> **ASSIGNMENT**
When you write the records again, keep every line exactly as it was.

> **SUPPLIED ENTRIES**
╭──

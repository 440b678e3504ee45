//! Store file framing.
//!
//! A non-empty store file is a JSON array laid out one record per line:
//!
//! ```text
//! [ SEP record1 , SEP record2 , ... SEP recordN SEP ]
//! ```
//!
//! where `SEP` is CR LF. A zero-byte file is an empty array, as is a bare
//! `[` SEP `]`. The layout lets a record be appended by cutting the trailing
//! `SEP ]` and writing `, SEP record SEP ]`, so an append never touches more
//! than a constant number of existing bytes.

use crate::error::{CodecError, CodecResult};

/// Separator between records and around the brackets.
pub const SEPARATOR: &str = "\r\n";

/// Opening bracket of the array.
pub const OPEN: &str = "[";

/// Closing bracket of the array.
pub const CLOSE: &str = "]";

/// Delimiter written between two records.
pub const DELIMITER: &str = ",";

/// Longest file that can still be a bare, record-less frame (`[` SEP SEP `]`).
pub const MAX_BARE_LEN: u64 = 6;

/// Number of trailing bytes needed by [`classify_tail`].
pub const TAIL_LEN: u64 = MAX_BARE_LEN;

/// Length of the `SEP ]` suffix of a populated file.
const CLOSING_LEN: u64 = (SEPARATOR.len() + CLOSE.len()) as u64;

/// Shape of a store file as seen from its last bytes.
#[derive(Debug, Clone, Copy, PartialEq, Eq)]
pub enum TailShape {
    /// Zero bytes.
    Empty,
    /// Brackets only, no records.
    Bare,
    /// At least one record, ending in `SEP ]`.
    Populated,
}

/// The minimal rewrite needed to append one record.
#[derive(Debug, Clone, PartialEq, Eq)]
pub struct AppendPlan {
    /// Length the file must be cut to before writing.
    pub truncate_to: u64,
    /// Bytes to write at `truncate_to`.
    pub bytes: Vec<u8>,
}

/// Classifies a file of `size` bytes whose last bytes are `tail`.
///
/// `tail` must hold the last `min(size, TAIL_LEN)` bytes of the file.
///
/// # Errors
///
/// Returns [`CodecError::MalformedFrame`] if the file is neither empty, bare,
/// nor terminated by `SEP ]`.
pub fn classify_tail(size: u64, tail: &[u8]) -> CodecResult<TailShape> {
    if size == 0 {
        return Ok(TailShape::Empty);
    }

    if size <= MAX_BARE_LEN {
        let compact: Vec<u8> = tail
            .iter()
            .copied()
            .filter(|b| *b != b'\r' && *b != b'\n')
            .collect();
        if compact == b"[]" {
            return Ok(TailShape::Bare);
        }
    }

    let closing = [SEPARATOR.as_bytes(), CLOSE.as_bytes()].concat();
    if size > MAX_BARE_LEN && tail.ends_with(&closing) {
        return Ok(TailShape::Populated);
    }

    Err(CodecError::malformed_frame(format!(
        "file of {size} bytes does not end with the closing separator and bracket"
    )))
}

/// Checks that `record` can be framed as a single line.
///
/// # Errors
///
/// Fails if the record is empty or still contains a raw separator.
pub fn check_record(record: &str) -> CodecResult<()> {
    if record.is_empty() {
        return Err(CodecError::EmptyRecord);
    }
    if let Some(position) = record.find(SEPARATOR) {
        return Err(CodecError::EmbeddedSeparator { position });
    }
    Ok(())
}

/// Plans the append of `record` to a file of `size` bytes with the given shape.
///
/// # Errors
///
/// Fails if `record` cannot be framed (see [`check_record`]).
pub fn plan_append(shape: TailShape, size: u64, record: &str) -> CodecResult<AppendPlan> {
    check_record(record)?;

    let plan = match shape {
        TailShape::Empty | TailShape::Bare => AppendPlan {
            truncate_to: 0,
            bytes: [OPEN, SEPARATOR, record, SEPARATOR, CLOSE]
                .concat()
                .into_bytes(),
        },
        TailShape::Populated => AppendPlan {
            truncate_to: size.saturating_sub(CLOSING_LEN),
            bytes: [DELIMITER, SEPARATOR, record, SEPARATOR, CLOSE]
                .concat()
                .into_bytes(),
        },
    };

    Ok(plan)
}

/// Joins already-escaped records into a complete file body.
///
/// An empty slice yields the bare frame `[` SEP `]`.
#[must_use]
pub fn join_records<S: AsRef<str>>(records: &[S]) -> String {
    let mut out = String::from(OPEN);
    out.push_str(SEPARATOR);

    for (i, record) in records.iter().enumerate() {
        if i > 0 {
            out.push_str(DELIMITER);
            out.push_str(SEPARATOR);
        }
        out.push_str(record.as_ref());
    }

    if !records.is_empty() {
        out.push_str(SEPARATOR);
    }
    out.push_str(CLOSE);
    out
}

/// Splits a complete file body into its (still escaped) record texts.
///
/// A zero-length body yields no records.
///
/// # Errors
///
/// Returns [`CodecError::MalformedFrame`] if the body is not bracketed.
pub fn split_records(body: &str) -> CodecResult<Vec<&str>> {
    if body.is_empty() {
        return Ok(Vec::new());
    }

    let inner = body
        .strip_prefix(OPEN)
        .and_then(|rest| rest.strip_suffix(CLOSE))
        .ok_or_else(|| CodecError::malformed_frame("file body is not enclosed in brackets"))?;

    Ok(inner
        .split(SEPARATOR)
        .filter(|line| !line.is_empty())
        .map(|line| line.strip_suffix(DELIMITER).unwrap_or(line))
        .collect())
}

╰──

> **RESULT OF THE EXERCISE**
repository 440b678e3504ee45
//! Store file framing.
//!
//! A non-empty store file is a JSON array laid out one record per line:
//!
//! ```text
//! [ SEP record1 , SEP record2 , ... SEP recordN SEP ]
//! ```
//!
//! where `SEP` is CR LF. A zero-byte file is an empty array, as is a bare
//! `[` SEP `]`. The layout lets a record be appended by cutting the trailing
//! `SEP ]` and writing `, SEP record SEP ]`, so an append never touches more
//! than a constant number of existing bytes.

use crate::error::{CodecError, CodecResult};

/// Separator between records and around the brackets.
pub const SEPARATOR: &str = "\r\n";

/// Opening bracket of the array.
pub const OPEN: &str = "[";

/// Closing bracket of the array.
pub const CLOSE: &str = "]";

/// Delimiter written between two records.
pub const DELIMITER: &str = ",";

/// Longest file that can still be a bare, record-less frame (`[` SEP SEP `]`).
pub const MAX_BARE_LEN: u64 = 6;

/// Number of trailing bytes needed by [`classify_tail`].
pub const TAIL_LEN: u64 = MAX_BARE_LEN;

/// Length of the `SEP ]` suffix of a populated file.
const CLOSING_LEN: u64 = (SEPARATOR.len() + CLOSE.len()) as u64;

/// Shape of a store file as seen from its last bytes.
#[derive(Debug, Clone, Copy, PartialEq, Eq)]
pub enum TailShape {
    /// Zero bytes.
    Empty,
    /// Brackets only, no records.
    Bare,
    /// At least one record, ending in `SEP ]`.
    Populated,
}

/// The minimal rewrite needed to append one record.
#[derive(Debug, Clone, PartialEq, Eq)]
pub struct AppendPlan {
    /// Length the file must be cut to before writing.
    pub truncate_to: u64,
    /// Bytes to write at `truncate_to`.
    pub bytes: Vec<u8>,
}

/// Classifies a file of `size` bytes whose last bytes are `tail`.
///
/// `tail` must hold the last `min(size, TAIL_LEN)` bytes of the file.
///
/// # Errors
///
/// Returns [`CodecError::MalformedFrame`] if the file is neither empty, bare,
/// nor terminated by `SEP ]`.
pub fn classify_tail(size: u64, tail: &[u8]) -> CodecResult<TailShape> {
    if size == 0 {
        return Ok(TailShape::Empty);
    }

    if size <= MAX_BARE_LEN {
        let compact: Vec<u8> = tail
            .iter()
            .copied()
            .filter(|b| *b != b'\r' && *b != b'\n')
            .collect();
        if compact == b"[]" {
            return Ok(TailShape::Bare);
        }
    }

    let closing = [SEPARATOR.as_bytes(), CLOSE.as_bytes()].concat();
    if size > MAX_BARE_LEN && tail.ends_with(&closing) {
        return Ok(TailShape::Populated);
    }

    Err(CodecError::malformed_frame(format!(
        "file of {size} bytes does not end with the closing separator and bracket"
    )))
}

/// Checks that `record` can be framed as a single line.
///
/// # Errors
///
/// Fails if the record is empty or still contains a raw separator.
pub fn check_record(record: &str) -> CodecResult<()> {
    if record.is_empty() {
        return Err(CodecError::EmptyRecord);
    }
    if let Some(position) = record.find(SEPARATOR) {
        return Err(CodecError::EmbeddedSeparator { position });
    }
    Ok(())
}

/// Plans the append of `record` to a file of `size` bytes with the given shape.
///
/// # Errors
///
/// Fails if `record` cannot be framed (see [`check_record`]).
pub fn plan_append(shape: TailShape, size: u64, record: &str) -> CodecResult<AppendPlan> {
    check_record(record)?;

    let plan = match shape {
        TailShape::Empty | TailShape::Bare => AppendPlan {
            truncate_to: 0,
            bytes: [OPEN, SEPARATOR, record, SEPARATOR, CLOSE]
                .concat()
                .into_bytes(),
        },
        TailShape::Populated => AppendPlan {
            truncate_to: size.saturating_sub(CLOSING_LEN),
            bytes: [DELIMITER, SEPARATOR, record, SEPARATOR, CLOSE]
                .concat()
                .into_bytes(),
        },
    };

    Ok(plan)
}

/// Joins already-escaped records into a complete file body.
///
/// An empty slice yields the bare frame `[` SEP `]`.
#[must_use]
pub fn join_records<S: AsRef<str>>(records: &[S]) -> String {
    let mut out = String::from(OPEN);
    out.push_str(SEPARATOR);

    for (i, record) in records.iter().enumerate() {
        if i > 0 {
            out.push_str(DELIMITER);
            out.push_str(SEPARATOR);
        }
        out.push_str(record.as_ref());
    }

    if !records.is_empty() {
        out.push_str(SEPARATOR);
    }
    out.push_str(CLOSE);
    out
}

/// Splits a complete file body into its (still escaped) record texts.
///
/// A zero-length body yields no records.
///
/// # Errors
///
/// Returns [`CodecError::MalformedFrame`] if the body is not bracketed.
pub fn split_records(body: &str) -> CodecResult<Vec<&str>> {
    if body.is_empty() {
        return Ok(Vec::new());
    }

    let inner = body
        .strip_prefix(OPEN)
        .and_then(|rest| rest.strip_suffix(CLOSE))
        .ok_or_else(|| CodecError::malformed_frame("file body is not enclosed in brackets"))?;

    Ok(inner
        .split(SEPARATOR)
        .filter(|line| !line.is_empty())
        .map(|line| line.strip_suffix(DELIMITER).unwrap_or(line))
        .collect())
}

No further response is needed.